● **EXERCISE**
Each line of the records containing "impl" is to be copied out and returned.

● **DATASET RECORDS**

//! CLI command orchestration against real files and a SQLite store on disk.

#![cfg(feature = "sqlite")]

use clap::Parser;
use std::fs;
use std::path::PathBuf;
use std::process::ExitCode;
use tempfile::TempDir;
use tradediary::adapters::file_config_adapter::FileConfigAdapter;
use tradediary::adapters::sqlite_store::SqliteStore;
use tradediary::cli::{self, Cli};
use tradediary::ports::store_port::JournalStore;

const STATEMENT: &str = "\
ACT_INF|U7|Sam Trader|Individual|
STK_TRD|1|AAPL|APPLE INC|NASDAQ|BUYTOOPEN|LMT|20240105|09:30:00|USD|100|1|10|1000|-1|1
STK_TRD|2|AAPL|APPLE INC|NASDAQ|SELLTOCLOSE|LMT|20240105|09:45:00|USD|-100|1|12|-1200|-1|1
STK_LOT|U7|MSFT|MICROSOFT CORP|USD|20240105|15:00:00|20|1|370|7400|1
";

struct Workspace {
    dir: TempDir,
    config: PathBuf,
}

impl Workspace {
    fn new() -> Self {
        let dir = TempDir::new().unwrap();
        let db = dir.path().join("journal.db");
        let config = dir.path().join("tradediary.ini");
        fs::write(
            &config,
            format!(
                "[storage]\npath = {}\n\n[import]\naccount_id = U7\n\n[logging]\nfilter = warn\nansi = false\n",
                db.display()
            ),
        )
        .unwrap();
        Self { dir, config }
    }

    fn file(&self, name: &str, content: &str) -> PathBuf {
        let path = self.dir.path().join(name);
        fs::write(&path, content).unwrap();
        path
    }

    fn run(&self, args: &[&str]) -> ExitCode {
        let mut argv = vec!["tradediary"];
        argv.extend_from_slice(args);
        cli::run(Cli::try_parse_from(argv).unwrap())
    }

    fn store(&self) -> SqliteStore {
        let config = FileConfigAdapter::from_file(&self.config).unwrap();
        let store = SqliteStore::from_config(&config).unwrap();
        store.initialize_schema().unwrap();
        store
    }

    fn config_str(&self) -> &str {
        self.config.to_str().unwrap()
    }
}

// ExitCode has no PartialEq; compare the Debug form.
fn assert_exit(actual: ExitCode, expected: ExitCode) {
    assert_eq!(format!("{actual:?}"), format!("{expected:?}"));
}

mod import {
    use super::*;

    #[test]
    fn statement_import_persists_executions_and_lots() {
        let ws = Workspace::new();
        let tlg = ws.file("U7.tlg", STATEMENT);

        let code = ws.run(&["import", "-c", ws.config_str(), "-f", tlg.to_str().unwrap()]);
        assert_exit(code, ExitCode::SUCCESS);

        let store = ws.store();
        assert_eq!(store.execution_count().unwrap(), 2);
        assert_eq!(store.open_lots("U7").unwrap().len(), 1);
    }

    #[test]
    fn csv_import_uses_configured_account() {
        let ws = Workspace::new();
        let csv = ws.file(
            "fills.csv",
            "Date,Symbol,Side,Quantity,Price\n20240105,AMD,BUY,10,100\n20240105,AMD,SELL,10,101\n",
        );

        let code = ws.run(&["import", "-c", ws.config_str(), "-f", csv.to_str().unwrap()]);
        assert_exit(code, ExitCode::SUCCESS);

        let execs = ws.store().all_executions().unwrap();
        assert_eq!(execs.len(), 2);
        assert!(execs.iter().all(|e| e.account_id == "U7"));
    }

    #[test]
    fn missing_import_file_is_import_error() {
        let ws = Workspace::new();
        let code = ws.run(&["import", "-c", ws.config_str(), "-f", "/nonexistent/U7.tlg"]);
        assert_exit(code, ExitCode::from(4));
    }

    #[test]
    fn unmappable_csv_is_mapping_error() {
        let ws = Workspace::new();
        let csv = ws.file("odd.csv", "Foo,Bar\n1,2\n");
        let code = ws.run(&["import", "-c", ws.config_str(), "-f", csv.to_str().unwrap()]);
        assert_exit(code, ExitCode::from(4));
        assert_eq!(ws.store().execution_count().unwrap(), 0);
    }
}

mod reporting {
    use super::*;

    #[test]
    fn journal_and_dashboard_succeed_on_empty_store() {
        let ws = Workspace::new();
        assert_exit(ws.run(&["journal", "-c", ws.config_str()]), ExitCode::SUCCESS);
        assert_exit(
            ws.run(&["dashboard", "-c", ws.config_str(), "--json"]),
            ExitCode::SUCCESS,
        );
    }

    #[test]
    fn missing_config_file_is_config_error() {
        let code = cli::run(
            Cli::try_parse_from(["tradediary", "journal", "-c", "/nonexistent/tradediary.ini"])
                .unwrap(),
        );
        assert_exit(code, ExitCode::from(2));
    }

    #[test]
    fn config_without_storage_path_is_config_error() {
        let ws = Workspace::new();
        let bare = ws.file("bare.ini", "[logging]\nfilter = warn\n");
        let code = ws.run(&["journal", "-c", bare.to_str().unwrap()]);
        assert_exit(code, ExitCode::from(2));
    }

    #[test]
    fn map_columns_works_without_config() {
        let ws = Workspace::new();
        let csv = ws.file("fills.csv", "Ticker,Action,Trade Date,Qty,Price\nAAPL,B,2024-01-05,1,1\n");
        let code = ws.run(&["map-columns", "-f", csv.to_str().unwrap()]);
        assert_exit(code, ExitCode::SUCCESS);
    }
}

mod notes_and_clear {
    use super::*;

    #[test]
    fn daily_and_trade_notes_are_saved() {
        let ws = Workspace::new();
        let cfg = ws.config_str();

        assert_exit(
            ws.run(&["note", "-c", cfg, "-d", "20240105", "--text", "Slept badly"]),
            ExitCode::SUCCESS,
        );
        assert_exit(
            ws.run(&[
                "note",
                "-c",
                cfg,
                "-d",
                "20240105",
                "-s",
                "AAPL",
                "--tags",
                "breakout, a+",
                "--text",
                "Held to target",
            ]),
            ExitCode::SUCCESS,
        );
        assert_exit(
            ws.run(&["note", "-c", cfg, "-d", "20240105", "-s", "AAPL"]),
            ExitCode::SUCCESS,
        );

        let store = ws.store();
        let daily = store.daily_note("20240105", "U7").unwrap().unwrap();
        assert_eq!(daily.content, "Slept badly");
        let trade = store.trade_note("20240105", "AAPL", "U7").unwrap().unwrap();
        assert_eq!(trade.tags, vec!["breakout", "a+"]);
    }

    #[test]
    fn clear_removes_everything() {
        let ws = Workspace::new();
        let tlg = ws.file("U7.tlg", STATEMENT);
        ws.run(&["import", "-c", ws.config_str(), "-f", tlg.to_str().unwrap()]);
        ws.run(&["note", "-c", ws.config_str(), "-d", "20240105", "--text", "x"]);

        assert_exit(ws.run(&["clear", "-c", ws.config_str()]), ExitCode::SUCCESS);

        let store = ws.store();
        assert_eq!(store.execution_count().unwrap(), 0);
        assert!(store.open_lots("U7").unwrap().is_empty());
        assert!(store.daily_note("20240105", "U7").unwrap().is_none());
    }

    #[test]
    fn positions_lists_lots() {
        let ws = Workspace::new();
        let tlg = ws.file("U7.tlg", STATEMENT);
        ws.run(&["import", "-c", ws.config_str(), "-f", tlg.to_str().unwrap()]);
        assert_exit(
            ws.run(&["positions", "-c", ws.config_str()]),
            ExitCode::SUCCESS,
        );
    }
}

--

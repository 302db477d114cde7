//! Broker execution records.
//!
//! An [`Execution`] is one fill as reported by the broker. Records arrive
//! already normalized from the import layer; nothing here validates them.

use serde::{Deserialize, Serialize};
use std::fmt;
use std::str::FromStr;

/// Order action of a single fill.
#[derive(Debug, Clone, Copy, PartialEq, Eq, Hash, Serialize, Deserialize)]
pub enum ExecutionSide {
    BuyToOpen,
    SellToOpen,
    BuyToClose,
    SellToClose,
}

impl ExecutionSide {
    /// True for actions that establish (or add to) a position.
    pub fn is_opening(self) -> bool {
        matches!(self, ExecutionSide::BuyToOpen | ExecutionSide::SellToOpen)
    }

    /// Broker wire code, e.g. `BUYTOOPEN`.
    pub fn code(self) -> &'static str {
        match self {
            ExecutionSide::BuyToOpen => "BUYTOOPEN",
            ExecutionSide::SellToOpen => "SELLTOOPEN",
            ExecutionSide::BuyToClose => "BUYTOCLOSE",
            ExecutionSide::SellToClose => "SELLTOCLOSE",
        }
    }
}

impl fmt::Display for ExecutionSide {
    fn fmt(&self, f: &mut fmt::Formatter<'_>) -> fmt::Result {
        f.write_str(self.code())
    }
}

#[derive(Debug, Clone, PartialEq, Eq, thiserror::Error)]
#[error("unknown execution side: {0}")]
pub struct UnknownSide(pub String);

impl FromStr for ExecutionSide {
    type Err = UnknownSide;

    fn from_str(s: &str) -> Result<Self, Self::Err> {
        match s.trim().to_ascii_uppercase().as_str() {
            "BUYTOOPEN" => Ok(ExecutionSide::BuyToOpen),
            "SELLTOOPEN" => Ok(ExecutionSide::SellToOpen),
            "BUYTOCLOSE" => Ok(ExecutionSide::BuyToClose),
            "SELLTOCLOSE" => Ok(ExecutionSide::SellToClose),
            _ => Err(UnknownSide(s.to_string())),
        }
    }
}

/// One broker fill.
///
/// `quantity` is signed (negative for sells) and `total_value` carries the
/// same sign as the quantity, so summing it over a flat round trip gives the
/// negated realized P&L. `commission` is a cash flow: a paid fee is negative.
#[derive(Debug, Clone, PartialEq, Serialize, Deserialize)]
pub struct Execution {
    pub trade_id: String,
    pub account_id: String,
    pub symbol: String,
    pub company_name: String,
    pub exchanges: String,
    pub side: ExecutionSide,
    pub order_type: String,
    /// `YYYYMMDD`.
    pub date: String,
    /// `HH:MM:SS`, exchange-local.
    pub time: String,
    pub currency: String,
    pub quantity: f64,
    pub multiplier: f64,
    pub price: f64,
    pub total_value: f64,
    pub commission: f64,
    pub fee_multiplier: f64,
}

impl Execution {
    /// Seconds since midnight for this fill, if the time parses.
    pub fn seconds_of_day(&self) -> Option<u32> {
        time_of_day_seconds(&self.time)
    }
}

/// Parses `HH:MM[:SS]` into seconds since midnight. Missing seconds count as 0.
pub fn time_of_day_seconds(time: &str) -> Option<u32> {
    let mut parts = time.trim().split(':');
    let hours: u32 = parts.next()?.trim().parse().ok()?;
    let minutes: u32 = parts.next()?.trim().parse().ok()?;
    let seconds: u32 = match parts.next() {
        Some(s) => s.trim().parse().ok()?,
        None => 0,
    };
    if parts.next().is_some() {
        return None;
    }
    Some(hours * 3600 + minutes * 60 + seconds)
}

--

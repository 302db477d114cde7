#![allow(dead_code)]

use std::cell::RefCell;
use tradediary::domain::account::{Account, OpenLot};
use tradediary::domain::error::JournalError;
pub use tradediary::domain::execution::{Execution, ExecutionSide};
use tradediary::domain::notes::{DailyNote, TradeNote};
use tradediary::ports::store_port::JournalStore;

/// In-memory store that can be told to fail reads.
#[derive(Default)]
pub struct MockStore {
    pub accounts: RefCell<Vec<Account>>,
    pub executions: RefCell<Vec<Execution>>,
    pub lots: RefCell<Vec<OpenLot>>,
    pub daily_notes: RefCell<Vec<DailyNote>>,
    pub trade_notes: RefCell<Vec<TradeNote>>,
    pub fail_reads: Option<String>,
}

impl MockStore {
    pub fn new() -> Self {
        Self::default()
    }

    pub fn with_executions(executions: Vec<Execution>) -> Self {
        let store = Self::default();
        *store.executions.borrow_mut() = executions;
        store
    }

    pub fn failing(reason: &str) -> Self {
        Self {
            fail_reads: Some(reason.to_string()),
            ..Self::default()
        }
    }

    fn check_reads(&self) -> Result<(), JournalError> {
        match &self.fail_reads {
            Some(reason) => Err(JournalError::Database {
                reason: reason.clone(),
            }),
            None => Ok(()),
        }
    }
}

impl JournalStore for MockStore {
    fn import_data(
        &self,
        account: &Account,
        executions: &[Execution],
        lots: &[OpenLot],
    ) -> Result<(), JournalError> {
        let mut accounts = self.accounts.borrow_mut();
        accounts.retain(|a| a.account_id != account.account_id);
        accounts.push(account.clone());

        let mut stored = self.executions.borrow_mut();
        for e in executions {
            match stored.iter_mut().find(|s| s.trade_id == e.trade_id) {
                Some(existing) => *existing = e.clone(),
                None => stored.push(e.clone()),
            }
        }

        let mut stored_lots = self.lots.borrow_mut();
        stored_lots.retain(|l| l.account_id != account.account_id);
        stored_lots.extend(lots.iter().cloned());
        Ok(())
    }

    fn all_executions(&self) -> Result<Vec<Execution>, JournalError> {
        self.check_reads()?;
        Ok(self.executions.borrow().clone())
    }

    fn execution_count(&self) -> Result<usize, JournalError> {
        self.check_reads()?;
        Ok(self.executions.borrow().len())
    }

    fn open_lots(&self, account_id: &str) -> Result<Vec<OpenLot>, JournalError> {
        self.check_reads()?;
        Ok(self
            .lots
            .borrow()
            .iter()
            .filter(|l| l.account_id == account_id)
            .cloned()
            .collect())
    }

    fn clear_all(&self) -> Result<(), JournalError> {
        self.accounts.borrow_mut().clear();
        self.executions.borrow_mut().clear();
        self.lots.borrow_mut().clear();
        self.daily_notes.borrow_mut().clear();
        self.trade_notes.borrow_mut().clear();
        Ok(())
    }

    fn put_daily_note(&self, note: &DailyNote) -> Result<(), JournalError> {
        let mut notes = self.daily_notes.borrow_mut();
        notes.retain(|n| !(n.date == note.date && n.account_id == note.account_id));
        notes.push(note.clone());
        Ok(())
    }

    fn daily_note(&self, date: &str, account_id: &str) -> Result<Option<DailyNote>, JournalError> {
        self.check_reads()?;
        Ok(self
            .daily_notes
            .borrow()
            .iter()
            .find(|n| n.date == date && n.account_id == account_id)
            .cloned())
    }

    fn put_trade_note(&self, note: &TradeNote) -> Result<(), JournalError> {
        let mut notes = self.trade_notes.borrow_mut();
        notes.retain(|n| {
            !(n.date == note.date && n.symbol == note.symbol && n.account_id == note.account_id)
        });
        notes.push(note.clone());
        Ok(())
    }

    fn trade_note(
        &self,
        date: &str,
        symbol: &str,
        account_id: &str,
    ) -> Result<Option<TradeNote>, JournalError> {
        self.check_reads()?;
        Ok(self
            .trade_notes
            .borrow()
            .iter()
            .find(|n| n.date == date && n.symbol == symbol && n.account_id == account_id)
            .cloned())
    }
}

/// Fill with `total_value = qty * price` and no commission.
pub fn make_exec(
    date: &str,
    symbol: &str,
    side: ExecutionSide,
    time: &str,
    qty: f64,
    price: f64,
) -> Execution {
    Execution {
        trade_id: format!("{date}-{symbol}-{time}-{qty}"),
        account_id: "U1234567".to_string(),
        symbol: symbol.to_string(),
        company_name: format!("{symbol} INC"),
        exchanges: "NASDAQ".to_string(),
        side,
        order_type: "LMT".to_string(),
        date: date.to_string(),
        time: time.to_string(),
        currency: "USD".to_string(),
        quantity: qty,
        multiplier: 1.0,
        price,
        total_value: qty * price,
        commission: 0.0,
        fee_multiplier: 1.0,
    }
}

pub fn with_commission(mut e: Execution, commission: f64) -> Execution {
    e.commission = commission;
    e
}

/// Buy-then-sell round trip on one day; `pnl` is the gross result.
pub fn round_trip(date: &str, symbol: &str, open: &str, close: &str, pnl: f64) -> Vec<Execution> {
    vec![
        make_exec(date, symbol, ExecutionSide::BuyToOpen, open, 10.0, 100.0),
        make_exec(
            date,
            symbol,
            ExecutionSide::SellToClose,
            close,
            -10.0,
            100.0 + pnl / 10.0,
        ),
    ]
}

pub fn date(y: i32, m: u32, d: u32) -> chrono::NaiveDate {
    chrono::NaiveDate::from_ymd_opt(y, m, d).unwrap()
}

● **TASK SOLUTION**
impl Workspace {
impl ExecutionSide {
impl fmt::Display for ExecutionSide {
impl FromStr for ExecutionSide {
impl Execution {
impl MockStore {
impl JournalStore for MockStore {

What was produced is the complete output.